◆ DIRECTIONS FOR THIS TASK
Every record needs to be set down again without a single difference.

[Stored data entries]
********************

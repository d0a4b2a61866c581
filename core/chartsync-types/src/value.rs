//! Typed field values.
//!
//! Records hold [`FieldValue`]s rather than raw JSON so that dates, binary
//! payloads and set-like collections survive a round trip through the local
//! store unchanged. The sanitizer in the sync crate lowers them to the
//! wire-safe subset before anything leaves the device.

use chrono::{DateTime, NaiveDate, Utc};
use serde::{Deserialize, Serialize};
use std::collections::BTreeMap;

/// A single value inside a record.
///
/// The serde representation is adjacently tagged (`{"t": "text", "v": "..."}`)
/// and is used for local persistence only. It is lossless.
#[derive(Debug, Clone, PartialEq, Serialize, Deserialize)]
#[serde(tag = "t", content = "v", rename_all = "snake_case")]
pub enum FieldValue {
    Null,
    Bool(bool),
    Integer(i64),
    Float(f64),
    Text(String),
    DateTime(DateTime<Utc>),
    Date(NaiveDate),
    Bytes(Vec<u8>),
    List(Vec<FieldValue>),
    /// Unordered collection; duplicates are dropped when sanitized.
    Set(Vec<FieldValue>),
    Map(BTreeMap<String, FieldValue>),
}

impl FieldValue {
    /// Builds a value from plain JSON (the wire form).
    ///
    /// Integers that fit in `i64` become [`FieldValue::Integer`]; every other
    /// number becomes [`FieldValue::Float`]. Strings are never reinterpreted
    /// as dates.
    #[must_use]
    pub fn from_json(value: serde_json::Value) -> Self {
        match value {
            serde_json::Value::Null => Self::Null,
            serde_json::Value::Bool(b) => Self::Bool(b),
            serde_json::Value::Number(n) => match n.as_i64() {
                Some(i) => Self::Integer(i),
                None => Self::Float(n.as_f64().unwrap_or_default()),
            },
            serde_json::Value::String(s) => Self::Text(s),
            serde_json::Value::Array(items) => {
                Self::List(items.into_iter().map(Self::from_json).collect())
            }
            serde_json::Value::Object(map) => Self::Map(
                map.into_iter()
                    .map(|(k, v)| (k, Self::from_json(v)))
                    .collect(),
            ),
        }
    }

    /// Returns `true` if the value (recursively) only uses variants that map
    /// one-to-one onto JSON.
    #[must_use]
    pub fn is_wire_safe(&self) -> bool {
        match self {
            Self::Null | Self::Bool(_) | Self::Integer(_) | Self::Text(_) => true,
            Self::Float(f) => f.is_finite(),
            Self::DateTime(_) | Self::Date(_) | Self::Bytes(_) | Self::Set(_) => false,
            Self::List(items) => items.iter().all(Self::is_wire_safe),
            Self::Map(map) => map.values().all(Self::is_wire_safe),
        }
    }

    /// Converts a wire-safe value to JSON. Variants that are not wire safe
    /// are rendered with their closest JSON shape; callers that need the
    /// canonical form sanitize first.
    #[must_use]
    pub fn to_json(&self) -> serde_json::Value {
        use serde_json::Value;
        match self {
            Self::Null => Value::Null,
            Self::Bool(b) => Value::Bool(*b),
            Self::Integer(i) => Value::from(*i),
            Self::Float(f) => serde_json::Number::from_f64(*f)
                .map(Value::Number)
                .unwrap_or(Value::Null),
            Self::Text(s) => Value::String(s.clone()),
            Self::DateTime(dt) => Value::String(dt.to_rfc3339()),
            Self::Date(d) => Value::String(d.to_string()),
            Self::Bytes(bytes) => Value::Array(bytes.iter().map(|b| Value::from(*b)).collect()),
            Self::List(items) | Self::Set(items) => {
                Value::Array(items.iter().map(Self::to_json).collect())
            }
            Self::Map(map) => Value::Object(
                map.iter().map(|(k, v)| (k.clone(), v.to_json())).collect(),
            ),
        }
    }

    /// Returns the string if this is a [`FieldValue::Text`].
    #[must_use]
    pub fn as_str(&self) -> Option<&str> {
        match self {
            Self::Text(s) => Some(s),
            _ => None,
        }
    }

    /// Returns the integer if this is a [`FieldValue::Integer`].
    #[must_use]
    pub fn as_i64(&self) -> Option<i64> {
        match self {
            Self::Integer(i) => Some(*i),
            _ => None,
        }
    }

    /// Returns the boolean if this is a [`FieldValue::Bool`].
    #[must_use]
    pub fn as_bool(&self) -> Option<bool> {
        match self {
            Self::Bool(b) => Some(*b),
            _ => None,
        }
    }
}

impl From<&str> for FieldValue {
    fn from(s: &str) -> Self {
        Self::Text(s.to_string())
    }
}

impl From<String> for FieldValue {
    fn from(s: String) -> Self {
        Self::Text(s)
    }
}

impl From<i64> for FieldValue {
    fn from(i: i64) -> Self {
        Self::Integer(i)
    }
}

impl From<f64> for FieldValue {
    fn from(f: f64) -> Self {
        Self::Float(f)
    }
}

impl From<bool> for FieldValue {
    fn from(b: bool) -> Self {
        Self::Bool(b)
    }
}

impl From<DateTime<Utc>> for FieldValue {
    fn from(dt: DateTime<Utc>) -> Self {
        Self::DateTime(dt)
    }
}

impl From<NaiveDate> for FieldValue {
    fn from(d: NaiveDate) -> Self {
        Self::Date(d)
    }
}

impl From<Vec<u8>> for FieldValue {
    fn from(bytes: Vec<u8>) -> Self {
        Self::Bytes(bytes)
    }
}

********************

◆ RESPONSE AREA
repository d0a4b2a61866c581
filename core/chartsync-types/src/value.rs
//! Typed field values.
//!
//! Records hold [`FieldValue`]s rather than raw JSON so that dates, binary
//! payloads and set-like collections survive a round trip through the local
//! store unchanged. The sanitizer in the sync crate lowers them to the
//! wire-safe subset before anything leaves the device.

use chrono::{DateTime, NaiveDate, Utc};
use serde::{Deserialize, Serialize};
use std::collections::BTreeMap;

/// A single value inside a record.
///
/// The serde representation is adjacently tagged (`{"t": "text", "v": "..."}`)
/// and is used for local persistence only. It is lossless.
#[derive(Debug, Clone, PartialEq, Serialize, Deserialize)]
#[serde(tag = "t", content = "v", rename_all = "snake_case")]
pub enum FieldValue {
    Null,
    Bool(bool),
    Integer(i64),
    Float(f64),
    Text(String),
    DateTime(DateTime<Utc>),
    Date(NaiveDate),
    Bytes(Vec<u8>),
    List(Vec<FieldValue>),
    /// Unordered collection; duplicates are dropped when sanitized.
    Set(Vec<FieldValue>),
    Map(BTreeMap<String, FieldValue>),
}

impl FieldValue {
    /// Builds a value from plain JSON (the wire form).
    ///
    /// Integers that fit in `i64` become [`FieldValue::Integer`]; every other
    /// number becomes [`FieldValue::Float`]. Strings are never reinterpreted
    /// as dates.
    #[must_use]
    pub fn from_json(value: serde_json::Value) -> Self {
        match value {
            serde_json::Value::Null => Self::Null,
            serde_json::Value::Bool(b) => Self::Bool(b),
            serde_json::Value::Number(n) => match n.as_i64() {
                Some(i) => Self::Integer(i),
                None => Self::Float(n.as_f64().unwrap_or_default()),
            },
            serde_json::Value::String(s) => Self::Text(s),
            serde_json::Value::Array(items) => {
                Self::List(items.into_iter().map(Self::from_json).collect())
            }
            serde_json::Value::Object(map) => Self::Map(
                map.into_iter()
                    .map(|(k, v)| (k, Self::from_json(v)))
                    .collect(),
            ),
        }
    }

    /// Returns `true` if the value (recursively) only uses variants that map
    /// one-to-one onto JSON.
    #[must_use]
    pub fn is_wire_safe(&self) -> bool {
        match self {
            Self::Null | Self::Bool(_) | Self::Integer(_) | Self::Text(_) => true,
            Self::Float(f) => f.is_finite(),
            Self::DateTime(_) | Self::Date(_) | Self::Bytes(_) | Self::Set(_) => false,
            Self::List(items) => items.iter().all(Self::is_wire_safe),
            Self::Map(map) => map.values().all(Self::is_wire_safe),
        }
    }

    /// Converts a wire-safe value to JSON. Variants that are not wire safe
    /// are rendered with their closest JSON shape; callers that need the
    /// canonical form sanitize first.
    #[must_use]
    pub fn to_json(&self) -> serde_json::Value {
        use serde_json::Value;
        match self {
            Self::Null => Value::Null,
            Self::Bool(b) => Value::Bool(*b),
            Self::Integer(i) => Value::from(*i),
            Self::Float(f) => serde_json::Number::from_f64(*f)
                .map(Value::Number)
                .unwrap_or(Value::Null),
            Self::Text(s) => Value::String(s.clone()),
            Self::DateTime(dt) => Value::String(dt.to_rfc3339()),
            Self::Date(d) => Value::String(d.to_string()),
            Self::Bytes(bytes) => Value::Array(bytes.iter().map(|b| Value::from(*b)).collect()),
            Self::List(items) | Self::Set(items) => {
                Value::Array(items.iter().map(Self::to_json).collect())
            }
            Self::Map(map) => Value::Object(
                map.iter().map(|(k, v)| (k.clone(), v.to_json())).collect(),
            ),
        }
    }

    /// Returns the string if this is a [`FieldValue::Text`].
    #[must_use]
    pub fn as_str(&self) -> Option<&str> {
        match self {
            Self::Text(s) => Some(s),
            _ => None,
        }
    }

    /// Returns the integer if this is a [`FieldValue::Integer`].
    #[must_use]
    pub fn as_i64(&self) -> Option<i64> {
        match self {
            Self::Integer(i) => Some(*i),
            _ => None,
        }
    }

    /// Returns the boolean if this is a [`FieldValue::Bool`].
    #[must_use]
    pub fn as_bool(&self) -> Option<bool> {
        match self {
            Self::Bool(b) => Some(*b),
            _ => None,
        }
    }
}

impl From<&str> for FieldValue {
    fn from(s: &str) -> Self {
        Self::Text(s.to_string())
    }
}

impl From<String> for FieldValue {
    fn from(s: String) -> Self {
        Self::Text(s)
    }
}

impl From<i64> for FieldValue {
    fn from(i: i64) -> Self {
        Self::Integer(i)
    }
}

impl From<f64> for FieldValue {
    fn from(f: f64) -> Self {
        Self::Float(f)
    }
}

impl From<bool> for FieldValue {
    fn from(b: bool) -> Self {
        Self::Bool(b)
    }
}

impl From<DateTime<Utc>> for FieldValue {
    fn from(dt: DateTime<Utc>) -> Self {
        Self::DateTime(dt)
    }
}

impl From<NaiveDate> for FieldValue {
    fn from(d: NaiveDate) -> Self {
        Self::Date(d)
    }
}

impl From<Vec<u8>> for FieldValue {
    fn from(bytes: Vec<u8>) -> Self {
        Self::Bytes(bytes)
    }
}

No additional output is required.